May 2, 2023 -- Lizzy P., a 77-year-old retired nurse from Delaware, has been taking Adderall for about 10 years.
“The doctor started me on it for many reasons,” she said. “I get tired easily — it’s a stimulant, so he thought it would help me keep alert since I was driving long distances at the time. I also have severe depression and he thought it might help with that as well.”
Lizzy takes five other medications. Two are for “physical” issues: She takes Synthroid (levothyroxine) to boost thyroid hormones and Norvasc (amlodipine) for her high blood pressure.
“The rest are for emotional and mental issues,” she said. “I take Lexapro [escitalopram], an antidepressant which I’ve been on for decades; I take Valium [diazepam] for anxiety or when I have trouble sleeping; and I take an opioid, Vicodin [hydrocodone], for arthritis pain.”
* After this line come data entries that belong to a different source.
//! Responses produced by completion models.

use serde::{Deserialize, Serialize};
use serde_json::Value;

use crate::message::Message;

/// Outcome category of a completion request.
#[derive(Clone, Copy, Debug, Deserialize, Serialize, PartialEq, Eq)]
#[serde(rename_all = "snake_case")]
pub enum PromptResponseStatus {
    /// The model replied and the reply passed validation (when validated).
    Success,
    /// The request failed in the model or transport layer.
    Error,
    /// The provider rejected the request due to rate limiting.
    RateLimited,
    /// The reply could not be repaired into a valid shape.
    InvalidResponse,
    /// The rendered prompt exceeded the input token budget.
    TooLong,
}

/// Reply from a completion model together with its status.
#[derive(Clone, Debug, Deserialize, Serialize, PartialEq)]
pub struct PromptResponse {
    status: PromptResponseStatus,
    #[serde(default, skip_serializing_if = "Option::is_none")]
    input: Option<Message>,
    #[serde(default, skip_serializing_if = "Option::is_none")]
    message: Option<Message>,
    #[serde(default, skip_serializing_if = "Option::is_none")]
    error: Option<String>,
    #[serde(default, skip_serializing_if = "Option::is_none")]
    value: Option<Value>,
}

impl PromptResponse {
    /// Creates a successful response carrying the model message.
    #[must_use]
    pub fn success(message: Message) -> Self {
        Self::with_status(PromptResponseStatus::Success, Some(message), None)
    }

    /// Creates an error response.
    #[must_use]
    pub fn error(reason: impl Into<String>) -> Self {
        Self::with_status(PromptResponseStatus::Error, None, Some(reason.into()))
    }

    /// Creates a rate-limited response.
    #[must_use]
    pub fn rate_limited(reason: impl Into<String>) -> Self {
        Self::with_status(PromptResponseStatus::RateLimited, None, Some(reason.into()))
    }

    /// Creates an invalid-response outcome carrying the last feedback.
    #[must_use]
    pub fn invalid_response(feedback: impl Into<String>) -> Self {
        Self::with_status(
            PromptResponseStatus::InvalidResponse,
            None,
            Some(feedback.into()),
        )
    }

    /// Creates a too-long outcome for prompts that exceeded their input budget.
    #[must_use]
    pub fn too_long(reason: impl Into<String>) -> Self {
        Self::with_status(PromptResponseStatus::TooLong, None, Some(reason.into()))
    }

    fn with_status(
        status: PromptResponseStatus,
        message: Option<Message>,
        error: Option<String>,
    ) -> Self {
        Self {
            status,
            input: None,
            message,
            error,
            value: None,
        }
    }

    /// Records the user input that produced this response.
    #[must_use]
    pub fn with_input(mut self, input: Option<Message>) -> Self {
        self.input = input;
        self
    }

    /// Attaches the structured value produced by a successful validation.
    #[must_use]
    pub fn with_value(mut self, value: Option<Value>) -> Self {
        self.value = value;
        self
    }

    /// Returns the response status.
    #[must_use]
    pub const fn status(&self) -> PromptResponseStatus {
        self.status
    }

    /// Returns `true` for [`PromptResponseStatus::Success`].
    #[must_use]
    pub fn is_success(&self) -> bool {
        self.status == PromptResponseStatus::Success
    }

    /// Returns the user input message, if recorded.
    #[must_use]
    pub fn input(&self) -> Option<&Message> {
        self.input.as_ref()
    }

    /// Returns the model message, if any.
    #[must_use]
    pub fn message(&self) -> Option<&Message> {
        self.message.as_ref()
    }

    /// Returns the textual body of the model message, or an empty string.
    #[must_use]
    pub fn text(&self) -> String {
        self.message.as_ref().map(Message::text).unwrap_or_default()
    }

    /// Returns the error or feedback text for non-success responses.
    #[must_use]
    pub fn error_text(&self) -> Option<&str> {
        self.error.as_deref()
    }

    /// Returns the structured value attached by validation.
    #[must_use]
    pub fn value(&self) -> Option<&Value> {
        self.value.as_ref()
    }
}

#[cfg(test)]
mod tests {
    use super::*;
    use serde_json::json;

    #[test]
    fn status_helpers() {
        let ok = PromptResponse::success(Message::assistant("hello"))
            .with_value(Some(json!({"a": 1})));
        assert!(ok.is_success());
        assert_eq!(ok.text(), "hello");
        assert_eq!(ok.value(), Some(&json!({"a": 1})));

        let limited = PromptResponse::rate_limited("slow down");
        assert_eq!(limited.status(), PromptResponseStatus::RateLimited);
        assert_eq!(limited.error_text(), Some("slow down"));
        assert_eq!(limited.text(), "");
    }

    #[test]
    fn status_serializes_snake_case() {
        let value = serde_json::to_value(PromptResponseStatus::InvalidResponse).unwrap();
        assert_eq!(value, json!("invalid_response"));
    }
}
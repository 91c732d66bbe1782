//! Error types for configuration loading.

use std::path::PathBuf;

use thiserror::Error;

/// Result alias for configuration operations.
pub type ConfigResult<T> = Result<T, ConfigError>;

/// Errors produced while loading or validating configuration.
#[derive(Debug, Error)]
pub enum ConfigError {
    /// The configuration file could not be read.
    #[error("failed to read `{path}`: {source}")]
    Io {
        /// File that could not be read.
        path: PathBuf,
        /// Underlying I/O failure.
        #[source]
        source: std::io::Error,
    },

    /// The configuration text was malformed.
    #[error("failed to parse configuration: {reason}")]
    Parse {
        /// Parser error message.
        reason: String,
    },

    /// An environment override could not be applied.
    #[error("invalid value `{value}` for {name}: {reason}")]
    InvalidOverride {
        /// Environment variable name.
        name: String,
        /// Offending value.
        value: String,
        /// Human-readable reason for rejection.
        reason: String,
    },

    /// The configuration parsed but is not usable.
    #[error("invalid configuration: {reason}")]
    Invalid {
        /// Human-readable reason for rejection.
        reason: String,
    },
}

impl ConfigError {
    /// Creates a parse error from the supplied reason.
    #[must_use]
    pub fn parse(reason: impl Into<String>) -> Self {
        Self::Parse {
            reason: reason.into(),
        }
    }

    /// Creates a validation error from the supplied reason.
    #[must_use]
    pub fn invalid(reason: impl Into<String>) -> Self {
        Self::Invalid {
            reason: reason.into(),
        }
    }
}
//! Tools augmentation: plans come from the provider's native action calls.

use std::sync::Arc;

use async_trait::async_trait;
use serde_json::{Map, Value};
use tracing::warn;
use turn_memory::Memory;
use turn_primitives::{ActionCall, Command, DoCommand, Plan, PromptResponse, Tokenizer};
use turn_prompts::{AugmentationType, PromptSection};

use crate::augmentation::Augmentation;
use crate::error::ValidatorResult;
use crate::response_json::parse_json;
use crate::validation::Validation;
use crate::validator::PromptResponseValidator;

/// Turns each native action call into a DO command.
///
/// Call structure is guaranteed by the provider, so replies are accepted as is
/// and no prompt instructions are added; the actions reach the model as tools.
#[derive(Debug, Default, Clone, Copy)]
pub struct ToolsAugmentation;

impl ToolsAugmentation {
    /// Creates the augmentation.
    #[must_use]
    pub fn new() -> Self {
        Self
    }
}

fn decode_arguments(call: &ActionCall) -> Map<String, Value> {
    let arguments = call.function.arguments.trim();
    if arguments.is_empty() {
        return Map::new();
    }
    match serde_json::from_str::<Value>(arguments) {
        Ok(Value::Object(map)) => map,
        _ => parse_json(arguments).unwrap_or_else(|| {
            warn!(
                action = %call.function.name,
                call_id = %call.id,
                "action call arguments are not a JSON object; using no parameters"
            );
            Map::new()
        }),
    }
}

#[async_trait]
impl PromptResponseValidator for ToolsAugmentation {
    async fn validate_response(
        &self,
        _memory: &dyn Memory,
        _tokenizer: &dyn Tokenizer,
        _response: &PromptResponse,
        _remaining_attempts: usize,
    ) -> ValidatorResult<Validation> {
        Ok(Validation::valid())
    }
}

#[async_trait]
impl Augmentation for ToolsAugmentation {
    fn kind(&self) -> AugmentationType {
        AugmentationType::Tools
    }

    fn create_prompt_section(&self) -> Option<Arc<dyn PromptSection>> {
        None
    }

    async fn create_plan_from_response(
        &self,
        _memory: &dyn Memory,
        response: &PromptResponse,
    ) -> ValidatorResult<Plan> {
        let Some(message) = response.message() else {
            return Ok(Plan::default());
        };
        if message.action_calls().is_empty() {
            if message.text().is_empty() {
                return Ok(Plan::default());
            }
            return Ok(Plan::say(message.clone()));
        }

        let commands = message
            .action_calls()
            .iter()
            .map(|call| {
                Command::Do(
                    DoCommand::new(call.function.name.clone(), decode_arguments(call))
                        .with_action_id(call.id.clone()),
                )
            })
            .collect();
        Ok(Plan::new(commands))
    }
}

#[cfg(test)]
mod tests {
    use super::*;
    use serde_json::json;
    use turn_memory::TurnState;
    use turn_primitives::Message;

    async fn plan_for(message: Message) -> Plan {
        ToolsAugmentation::new()
            .create_plan_from_response(&TurnState::new(), &PromptResponse::success(message))
            .await
            .unwrap()
    }

    #[tokio::test]
    async fn each_call_becomes_a_do_command() {
        let message = Message::assistant("").with_action_calls(vec![
            ActionCall::function("call-1", "lights_on", r#"{"room":"hall"}"#),
            ActionCall::function("call-2", "pause", r#"{"ms": 10,"#),
            ActionCall::function("call-3", "lights_off", "not json"),
        ]);
        let plan = plan_for(message).await;
        let commands: Vec<_> = plan
            .commands()
            .iter()
            .map(|command| match command {
                Command::Do(command) => (
                    command.action.as_str(),
                    Value::Object(command.parameters.clone()),
                    command.action_id.as_deref(),
                ),
                Command::Say(_) => panic!("unexpected SAY"),
            })
            .collect();
        assert_eq!(
            commands,
            vec![
                ("lights_on", json!({"room": "hall"}), Some("call-1")),
                ("pause", json!({"ms": 10}), Some("call-2")),
                ("lights_off", json!({}), Some("call-3")),
            ]
        );
    }

    #[tokio::test]
    async fn text_without_calls_is_said() {
        let plan = plan_for(Message::assistant("All done.")).await;
        assert_eq!(plan, Plan::say(Message::assistant("All done.")));
        assert!(plan_for(Message::assistant("")).await.is_empty());
    }
}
Lizzy doesn’t want her full name revealed in this article. “I live in a retirement community where some of the people can be nosy, and I don’t want them to know all my health issues and to gossip,” she says. “And it’s embarrassing because I sometimes find it confusing to be taking so many pills. Often, it’s hard to keep all of them straight -- what I’m taking and when I’m supposed to be taking it.”
‘High Potential’ for Abuse
Lizzy is typical of an increasingly common trend: U.S. adults who take a stimulant medication, together with other drugs that target the central nervous system, such as antidepressants, opioids, and anti-anxiety medications—according to a new study published in the journal BMJ Open.
The drugs are “the old amphetamines and methylphenidate [Ritalin],” which are schedule II controlled substances, said lead study author Thomas J. Moore, faculty associate in epidemiology at Johns Hopkins Bloomberg School of Public Health and Johns Hopkins Medicine in Baltimore. These medications have been around and in use for 85 years.
According to the U.S. Drug Enforcement Administration, amphetamine and methylphenidate are considered “dangerous” because of their high potential for abuse. They also have a high potential for physical or psychological dependence.
The FDA approved these stimulants to treat attention deficit hyperactivity disorder in children and adults, but they also have been used to treat nasal congestion, narcolepsy, binge eating, depression, and senile behavior and have been used as an appetite suppressant, the authors said. And they’re increasingly being used “off-label” -- meaning they are used to treat conditions they were not approved for, Moore said.
Moore and colleagues had previously studied prescribing trends of stimulants and found a 79% increase in use of these drugs from 2013 to 2018. The researchers wanted to explore how these stimulants are being used and, in particular, they wanted to know what types of other medications were being taken at the same time.
Use the Lowest Dose for the Shortest Period
Moore and his team looked at prescription drug claims from a large commercial insurance claims database for over 9.1 million adults (aged 19-64) from 2019 to 2020.
They found that 3% of the people in the database (276,223 people) had used a schedule II stimulant in 2020. Of these, 45.5% were also taking a central nervous system drug. Almost a quarter (24.3%) were simultaneously using two or more of those drugs.
The drugs most commonly co-prescribed were antidepressants, anti-anxiety medications, and opioids. Close to half (47.6%) of the stimulant users also took an antidepressant, while close to a third (30.8%) filled prescriptions for anxiety/sedative/hypnotic meditations, and a fifth (19.6%) received opioid prescriptions.
Other medications included anticonvulsants, which are sometimes used for mood stabilization (14%), antipsychotics (8%), and other stimulants (2%).
Most patients using these drugs become “long-term users” once treatment had started, with three-quarters of patients continuing to take them during the 1-year study period.
There isn’t much research examining these types of combinations, so the “advantages and additional risks” of taking them together “remain unknown,” Moore said.
He warned that amphetamine stimulants in adults “should be used at the lowest dose that produces results for as short a period as possible and monitored closely by your prescribing health professional.”
Complex Prescribing Regimens
These new findings “call for research to increase our understanding of the clinical contexts that motivate these complex prescribing regimens as well as their effectiveness and safety,” said Mark Olfson, MD, MPH, professor of psychiatry, medicine, and law, and professor of epidemiology at Columbia University Irving Medical Center in New York City.
Lizzy agrees. “Sometimes, it feels like the doctors have just been ‘throwing darts at a board’ and hoping something will hit the right target. Unfortunately, I still have some depression and anxiety, even though I’m taking this complicated cocktail of drugs,” she said.
In the meantime, Lizzy plans to consult her psychiatrist and ask if he can review the regimen. “Maybe we can experiment with tweaking it and cutting out one or more of the meds and seeing if I really need it. That would simplify things and might even improve my symptoms.”